This review focuses on our current and evolving understanding of embryonic skeletal development and bone remodeling, a process by which new bone replaces old bone, in the adult. After detailing the two components of bone remodeling, we explore how mouse genetic studies relate these processes to the thyroid and pituitary axis. Finally, the clinical implications of the new data are discussed.

3. LIMB PATTERNING AND JOINT FORMATION

Limb patterning in the skeleton is a critical developmental processes for all mammals (1).
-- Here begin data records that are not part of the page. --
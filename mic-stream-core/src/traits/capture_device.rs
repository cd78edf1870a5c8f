use crate::models::audio_models::AudioSource;
use crate::models::config::PcmFormat;
use crate::models::error::CaptureError;

/// A microphone that can be opened as a blocking PCM stream.
///
/// Implemented by:
/// - `CpalMicDevice` (mic-stream-cpal)
/// - scripted devices in tests
pub trait CaptureDevice: Send + Sync {
    /// Whether an input device is present at all.
    fn is_available(&self) -> bool;

    /// Smallest read size, in samples, the device supports for `format`.
    ///
    /// `None` means the format cannot be captured.
    fn min_block_size(&self, format: &PcmFormat) -> Option<usize>;

    /// Open and initialize the device. Recording does not begin until
    /// [`PcmStream::start`].
    fn open(
        &self,
        format: &PcmFormat,
        block_size: usize,
    ) -> Result<Box<dyn PcmStream>, CaptureError>;

    /// Information about the device backing this provider.
    fn device_info(&self) -> AudioSource;
}

/// An opened capture device handle.
///
/// Owned by the sampling thread once the session starts.
pub trait PcmStream: Send {
    /// Begin hardware recording.
    fn start(&mut self) -> Result<(), CaptureError>;

    /// Whether the hardware is still recording.
    fn is_recording(&self) -> bool;

    /// Block until samples are available and copy up to `buf.len()` of them.
    ///
    /// May return 0 (for example on a read timeout); callers skip empty reads.
    fn read(&mut self, buf: &mut [i16]) -> Result<usize, CaptureError>;

    /// Halt hardware recording.
    fn stop(&mut self) -> Result<(), CaptureError>;

    /// Release the device. The stream is not used afterwards.
    fn release(&mut self) -> Result<(), CaptureError>;

    /// Take an error the device reported outside of `read`, such as a
    /// platform error callback that also ended recording.
    fn take_error(&mut self) -> Option<CaptureError> {
        None
    }

    /// Samples discarded so far because the reader fell behind.
    fn dropped_samples(&self) -> u64 {
        0
    }
}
The process of skeletal morphogenesis begins with the migration of lateral mesoderm cells into the nascent limb bud to produce a mesenchymal cell population. The determination and patterning of these cells along the proximal-distal axis creates pre-skeletal mesenchymal condensations. There is solid evidence that the Hox gene family, Hox8 through Hox13, exerts supremacy in determining the overall skeletal pattern. A triple Hox10 mutant with all six paralogous alleles missing lacks the femur, while a triple Hox11 mutant lacks the tibia and fibula (2). Likewise, the conditional ablation of all Hoxa and Hoxd functions causes early patterning arrest and shortened limbs³. This phenotype results from the down-regulation of a hedgehog family member, Sonic hedgehog (Shh) (3), while both Hox and Shh can be negatively regulated to prevent inappropriate patterning by specific microRNAs (4).

Complex interactions between bone morphogenetic proteins (BMPs), fibroblast growth factors (FGFs), epidermal growth factor (EGF), the wingless-ints (Wnts), and patterning factors including the Pax, forkhead-helix and homeodomain families determine the array of shapes and sizes of skeletal elements (5). Early limb specification appears to require the T-box genes Tbx4 and Tbx5; mutations of which in the latter cause Holt-Oram syndrome typified by forelimb abnormalities (6). Likewise, several BMPs, such as BMP-2, -4 and -7 regulate the dorso-ventral and proximo-distal axes, respectively, by interacting with Wnt7a and FGF-8. In contrast, signaling through several distinct FGFs, namely FGF-4, FGF-9 and FGF-17 that allow continued Shh production by down-regulating the BMP antagonist gremlin determines limb size (7,8). Even with these details known to date, precise mechanisms that integrate this molecular diversity to specify skeletal patterns with such exquisite intricacy remain poorly understood. It has emerged only very recently that the exactness in digit patterning is achieved through precise regulation of spatial and temporal gradients of Shh within a limb bud (9).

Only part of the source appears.